Spring in Hartford, CT is a tentative prospect. It can be drastically unpredictable, with April blizzards followed quickly by record-breaking high temperatures. Ice and snow might freeze and thaw completely just in time for more snow to fall, leading to great difficulty in predicting how to prepare your lawn for the warmer months ahead.
Luckily, there are some easy tips you can follow–regardless of the weather–to help prepare you and your Hartford lawn care needs for the upcoming summer months.
1. Avoid traffic
Easier said than done, but whatever you do, avoid treading upon your lawn. In the spring months, your lawn is delicate as a result of melting snow and heavy spring rains. Stay off the lawn as long as possible to risk compacting the soil. Compacting the soil as such deprives it of necessary oxygen and damages emerging greenery. Let the soil dry before you begin to do work on it in any way, shape, or form.
2. Work on your equipment
Instead of spending your time staring wistfully out at your snow-covered lawn, take advantage of these colder months to tune up your lawn equipment. Sharpen any blades, and service or replace any lawn tools you have, such as mowers, leaf blowers, and weed whackers. Now is also the best time to order any replacement parts, as they’ll be less expensive when they aren’t in season.
3. Spread snow
This is a great project for young kids with bad cases of cabin fever. Rake or spread snow evenly throughout your lawn to help minimize drifts and allow for a more even melt. This will not only enhance the appearance of your lawn as the snow begins to melt, but it will also help reduce uneven patches and blotchy growth of grass.
4. Rake the lawn
Once the snow has melted, rake the lawn. This will allow you to remove any last leaves that weren’t gathered in the fall, but will also help to aerate and rejuvenate the grass. It will also help you to remove snow and ice so that water can more easily penetrate the soil.
5. Apply crabgrass and other weed killers
Herbicides are best applied in the spring, ideally between early April and mid-May. Two applications should do the trick, as this allows for a more evenly controlled and protected lawn during unpredictable spring rains and thaws that dilute herbicide applications.

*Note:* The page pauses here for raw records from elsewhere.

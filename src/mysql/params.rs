use mysql_async::{Params, Value};

use crate::error::SqlDuetError;
use crate::params::type_tags;
use crate::types::RowValues;

/// Bound parameters for one MySQL statement.
///
/// The type-tag string and the values are produced together from the same slice, so the
/// tags always describe exactly the values that are sent.
#[derive(Debug, Clone, PartialEq)]
pub struct MysqlParams {
    type_tags: String,
    values: Vec<Value>,
}

impl MysqlParams {
    /// Build tags and native values for `params` in order.
    ///
    /// # Errors
    /// Returns `SqlDuetError::UnsupportedParameter` for a value outside the bindable set.
    pub fn bind(params: &[RowValues]) -> Result<Self, SqlDuetError> {
        let type_tags = type_tags(params)?;
        let values = params.iter().map(to_value).collect();
        Ok(Self { type_tags, values })
    }

    /// One character per parameter: `s` string, `i` integer, `d` double.
    #[must_use]
    pub fn type_tags(&self) -> &str {
        &self.type_tags
    }

    #[must_use]
    pub fn into_params(self) -> Params {
        if self.values.is_empty() {
            Params::Empty
        } else {
            Params::Positional(self.values)
        }
    }
}

// Only called after `type_tags` accepted every value.
fn to_value(value: &RowValues) -> Value {
    match value {
        RowValues::Int(i) => Value::Int(*i),
        RowValues::Bool(b) => Value::Int(i64::from(*b)),
        RowValues::Float(f) => Value::Double(*f),
        RowValues::Text(s) => Value::Bytes(s.as_bytes().to_vec()),
        RowValues::Null | RowValues::Timestamp(_) | RowValues::JSON(_) => Value::NULL,
    }
}

/// Escape and quote a string literal with backslash escapes.
#[must_use]
pub fn quote_literal(text: &str) -> String {
    Value::from(text).as_sql(false)
}
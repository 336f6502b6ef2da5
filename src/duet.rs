use std::time::Duration;

use tracing::{info, warn};

#[cfg(feature = "memcached")]
use crate::cache::CacheClient;
use crate::config::{CacheSettings, ConnectionConfig, DbSettings};
use crate::engine::{self, Engine, PrepareMode};
use crate::error::SqlDuetError;
use crate::executor::{self, QueryOptions};
#[cfg(feature = "postgres")]
use crate::postgres::InsertSequence;
use crate::results::{ExecutionResult, QueryData, Row};
use crate::types::{DatabaseType, FetchMode, RowValues};

/// One database session plus an optional memcached pool.
///
/// The native connection opens on first use and stays open until [`Duet::disconnect`], a
/// connection setting changes, or the value is dropped. Every query call replaces the
/// previous [`ExecutionResult`]; a failed call leaves it empty.
///
/// ```rust,no_run
/// use sql_duet::prelude::*;
///
/// # async fn demo() -> Result<(), SqlDuetError> {
/// let settings = DbSettings::new(
///     DatabaseType::Postgres,
///     Some("localhost".into()),
///     Some("shop".into()),
///     Some("app".into()),
///     Some("secret".into()),
/// );
/// let mut db = Duet::new(settings, CacheSettings::default())?;
/// db.insert(
///     "INSERT INTO customers (lastname, firstname) VALUES (?, ?)",
///     &[RowValues::from("Robertson"), RowValues::from("Jerry")],
/// )
/// .await?;
/// let id = db.insert_id().unwrap_or_default();
///
/// db.set_fetch_single_row(true);
/// db.select("SELECT * FROM customers WHERE id = ?", &[RowValues::Int(id)]).await?;
/// assert_eq!(
///     db.row().and_then(|r| r.get("lastname")).and_then(RowValues::as_text),
///     Some("Robertson")
/// );
/// # Ok(())
/// # }
/// ```
pub struct Duet {
    settings: DbSettings,
    config: ConnectionConfig,
    cache_settings: CacheSettings,
    engine: Option<Box<dyn Engine>>,
    #[cfg(feature = "memcached")]
    cache: Option<CacheClient>,
    options: QueryOptions,
    result: ExecutionResult,
}
use std::error::Error;

use tokio_postgres::types::{Format, IsNull, ToSql, Type, to_sql_checked};
use tokio_util::bytes;

use crate::error::SqlDuetError;
use crate::params::validate_params;
use crate::types::RowValues;

/// Container for Postgres parameters with lifetime tracking
pub struct Params<'a> {
    references: Vec<&'a (dyn ToSql + Sync)>,
}

impl<'a> Params<'a> {
    /// Check and convert a slice of `RowValues` to Postgres parameters.
    ///
    /// # Errors
    /// Returns `SqlDuetError::UnsupportedParameter` for non-scalar values.
    pub fn convert(params: &'a [RowValues]) -> Result<Params<'a>, SqlDuetError> {
        validate_params(params)?;
        let mut references = Vec::with_capacity(params.len());
        for p in params {
            references.push(p as &(dyn ToSql + Sync));
        }
        Ok(Params { references })
    }

    /// Get a reference to the underlying parameter array
    #[must_use]
    pub fn as_refs(&self) -> &[&(dyn ToSql + Sync)] {
        &self.references
    }
}

/// Escape and quote a string literal the way the server expects it.
#[must_use]
pub fn quote_literal(text: &str) -> String {
    postgres_protocol::escape::escape_literal(text)
}

// The prepared statement decides the wire type. Values the binary encoders cannot
// carry (numeric, date, uuid, ...) go over in text form and the server parses them.
impl ToSql for RowValues {
    fn to_sql(
        &self,
        ty: &Type,
        out: &mut bytes::BytesMut,
    ) -> Result<IsNull, Box<dyn Error + Sync + Send>> {
        if !self.binds_natively(ty) {
            return match self.text_form() {
                Some(text) => {
                    out.extend_from_slice(text.as_bytes());
                    Ok(IsNull::No)
                }
                None => Err(mismatch(self, ty)),
            };
        }
        match self {
            RowValues::Null => Ok(IsNull::Yes),
            RowValues::Int(i) => int_to_sql(*i, ty, out),
            RowValues::Bool(b) => match *ty {
                Type::BOOL => b.to_sql(ty, out),
                _ => int_to_sql(i64::from(*b), ty, out),
            },
            RowValues::Float(f) => match *ty {
                #[allow(clippy::cast_possible_truncation)]
                Type::FLOAT4 => (*f as f32).to_sql(ty, out),
                _ => f.to_sql(ty, out),
            },
            RowValues::Text(s) => match *ty {
                Type::INT2 | Type::INT4 | Type::INT8 => int_to_sql(s.trim().parse()?, ty, out),
                Type::FLOAT4 | Type::FLOAT8 => RowValues::Float(s.trim().parse()?).to_sql(ty, out),
                Type::BOOL => parse_bool(s).ok_or_else(|| mismatch(self, ty))?.to_sql(ty, out),
                _ => s.as_str().to_sql(ty, out),
            },
            RowValues::Timestamp(dt) => dt.to_sql(ty, out),
            RowValues::JSON(value) => value.to_sql(ty, out),
        }
    }

    fn accepts(_ty: &Type) -> bool {
        // checked per value in `to_sql`
        true
    }

    fn encode_format(&self, ty: &Type) -> Format {
        if self.binds_natively(ty) {
            Format::Binary
        } else {
            Format::Text
        }
    }

    to_sql_checked!();
}

impl RowValues {
    /// Whether `to_sql` writes the binary encoding of `ty` for this value.
    fn binds_natively(&self, ty: &Type) -> bool {
        let numeric = matches!(
            *ty,
            Type::INT2 | Type::INT4 | Type::INT8 | Type::FLOAT4 | Type::FLOAT8 | Type::BOOL
        );
        let textual = <&str as ToSql>::accepts(ty);
        match self {
            RowValues::Null | RowValues::Timestamp(_) | RowValues::JSON(_) => true,
            RowValues::Int(_) | RowValues::Bool(_) | RowValues::Text(_) => numeric || textual,
            RowValues::Float(_) => matches!(*ty, Type::FLOAT4 | Type::FLOAT8),
        }
    }

    /// Text-format rendering the server parses with the parameter type's input function.
    fn text_form(&self) -> Option<String> {
        match self {
            RowValues::Int(i) => Some(i.to_string()),
            RowValues::Float(f) => Some(f.to_string()),
            RowValues::Bool(b) => Some(if *b { "1" } else { "0" }.to_string()),
            RowValues::Text(s) => Some(s.clone()),
            RowValues::Null | RowValues::Timestamp(_) | RowValues::JSON(_) => None,
        }
    }
}

fn int_to_sql(
    value: i64,
    ty: &Type,
    out: &mut bytes::BytesMut,
) -> Result<IsNull, Box<dyn Error + Sync + Send>> {
    match *ty {
        Type::INT2 => i16::try_from(value)?.to_sql(ty, out),
        Type::INT4 => i32::try_from(value)?.to_sql(ty, out),
        Type::INT8 => value.to_sql(ty, out),
        #[allow(clippy::cast_precision_loss)]
        Type::FLOAT4 => (value as f32).to_sql(ty, out),
        #[allow(clippy::cast_precision_loss)]
        Type::FLOAT8 => (value as f64).to_sql(ty, out),
        Type::BOOL => (value != 0).to_sql(ty, out),
        _ => value.to_string().as_str().to_sql(ty, out),
    }
}

fn parse_bool(text: &str) -> Option<bool> {
    match text.trim().to_ascii_lowercase().as_str() {
        "t" | "true" | "1" | "y" | "yes" | "on" => Some(true),
        "f" | "false" | "0" | "n" | "no" | "off" => Some(false),
        _ => None,
    }
}

fn mismatch(value: &RowValues, ty: &Type) -> Box<dyn Error + Sync + Send> {
    format!("cannot bind a {} value to a {} parameter", value.type_name(), ty).into()
}

#[cfg(test)]
mod tests {
    use super::*;

    fn encode(value: &RowValues, ty: &Type) -> Result<Vec<u8>, Box<dyn Error + Sync + Send>> {
        let mut buf = bytes::BytesMut::new();
        value.to_sql(ty, &mut buf)?;
        Ok(buf.to_vec())
    }

    #[test]
    fn ints_narrow_to_column_width() {
        assert_eq!(encode(&RowValues::Int(1), &Type::INT4).unwrap(), vec![0, 0, 0, 1]);
        assert!(encode(&RowValues::Int(i64::MAX), &Type::INT4).is_err());
    }

    #[test]
    fn bool_binds_as_integer() {
        assert_eq!(encode(&RowValues::Bool(true), &Type::INT2).unwrap(), vec![0, 1]);
        assert_eq!(encode(&RowValues::Bool(false), &Type::BOOL).unwrap(), vec![0]);
    }

    #[test]
    fn text_parses_into_numeric_columns() {
        assert_eq!(
            encode(&RowValues::Text(" 7 ".into()), &Type::INT8).unwrap(),
            7_i64.to_be_bytes().to_vec()
        );
        assert!(encode(&RowValues::Text("seven".into()), &Type::INT8).is_err());
    }

    fn is_text_format(value: &RowValues, ty: &Type) -> bool {
        matches!(value.encode_format(ty), Format::Text)
    }

    #[test]
    fn server_typed_parameters_take_text_form() {
        let cases = [
            (RowValues::Float(9.99), Type::NUMERIC, "9.99"),
            (RowValues::Int(10), Type::NUMERIC, "10"),
            (RowValues::Text("12.50".into()), Type::NUMERIC, "12.50"),
            (RowValues::Text("2024-05-01".into()), Type::DATE, "2024-05-01"),
            (
                RowValues::Text("2024-05-01 10:00:00".into()),
                Type::TIMESTAMP,
                "2024-05-01 10:00:00",
            ),
            (RowValues::Bool(true), Type::NUMERIC, "1"),
        ];
        for (value, ty, expected) in cases {
            assert!(is_text_format(&value, &ty), "{value:?} -> {ty}");
            assert_eq!(encode(&value, &ty).unwrap(), expected.as_bytes(), "{value:?} -> {ty}");
        }
    }

    #[test]
    fn float_into_text_column() {
        assert!(is_text_format(&RowValues::Float(1.5), &Type::TEXT));
        assert_eq!(encode(&RowValues::Float(1.5), &Type::TEXT).unwrap(), b"1.5");
    }

    #[test]
    fn native_types_stay_binary() {
        assert!(!is_text_format(&RowValues::Int(1), &Type::INT4));
        assert!(!is_text_format(&RowValues::Float(1.0), &Type::FLOAT8));
        assert!(!is_text_format(&RowValues::Text("x".into()), &Type::VARCHAR));
    }

    #[test]
    fn null_is_null_for_any_type() {
        let mut buf = bytes::BytesMut::new();
        assert!(matches!(
            RowValues::Null.to_sql(&Type::TIMESTAMP, &mut buf).unwrap(),
            IsNull::Yes
        ));
    }

    #[test]
    fn convert_rejects_json() {
        let params = [RowValues::JSON(serde_json::json!([1]))];
        assert!(Params::convert(&params).is_err());
    }
}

6. Seed new patches of grass
If you notice bare patches of dirt on your otherwise full lawn, apply grass seed in the spring. This will allow them to develop strong roots and become established before the weather warms.
7. Apply fertilizer
You should also consider adding fertilizer in the spring if this is something you need to do. Either apply organic compost or balanced fertilizer mixes during the period after the last freeze, but before hot weather arrives. Test your lawn’s pH before applying fertilizer to make sure you have the right balance of nutrients. Keep in mind that lawns that receive too much nitrogen won’t develop effective root systems.
Core aeration is best completed in the fall, but if you notice areas of the lawn that are heavily compacted or depressed, often caused by vehicles or foot traffic, consider aerating the lawn. If possible, wait until the fall, but don’t postpone this necessary activity for more than a year, as this can seriously impact the appearance and growth of your lawn.
9. Mow conservatively
Many people wait until the hot summer months to mow their lawns for the first time, but the best time to start mowing is in the spring. An early mowing lets you remove the dead tops of the grass and allow new growth to receive necessary sunlight. For optimal moisture retention and weed prevention, keep the grass at least two inches tall. Don’t let it grow too much higher than four inches, as this can slow future growth and foster the spread of disease.
10. Hold the water
Spring soils are already relatively sodden after the snow melts. Don’t water until late spring, when the weather becomes warmer and drier. Allow your grass to grow even if it begins to show signs of drought pressures–this will force the roots to grow deeper in their quest for water. Wait until the hot months of late spring or early summer to begin regularly watering your lawn.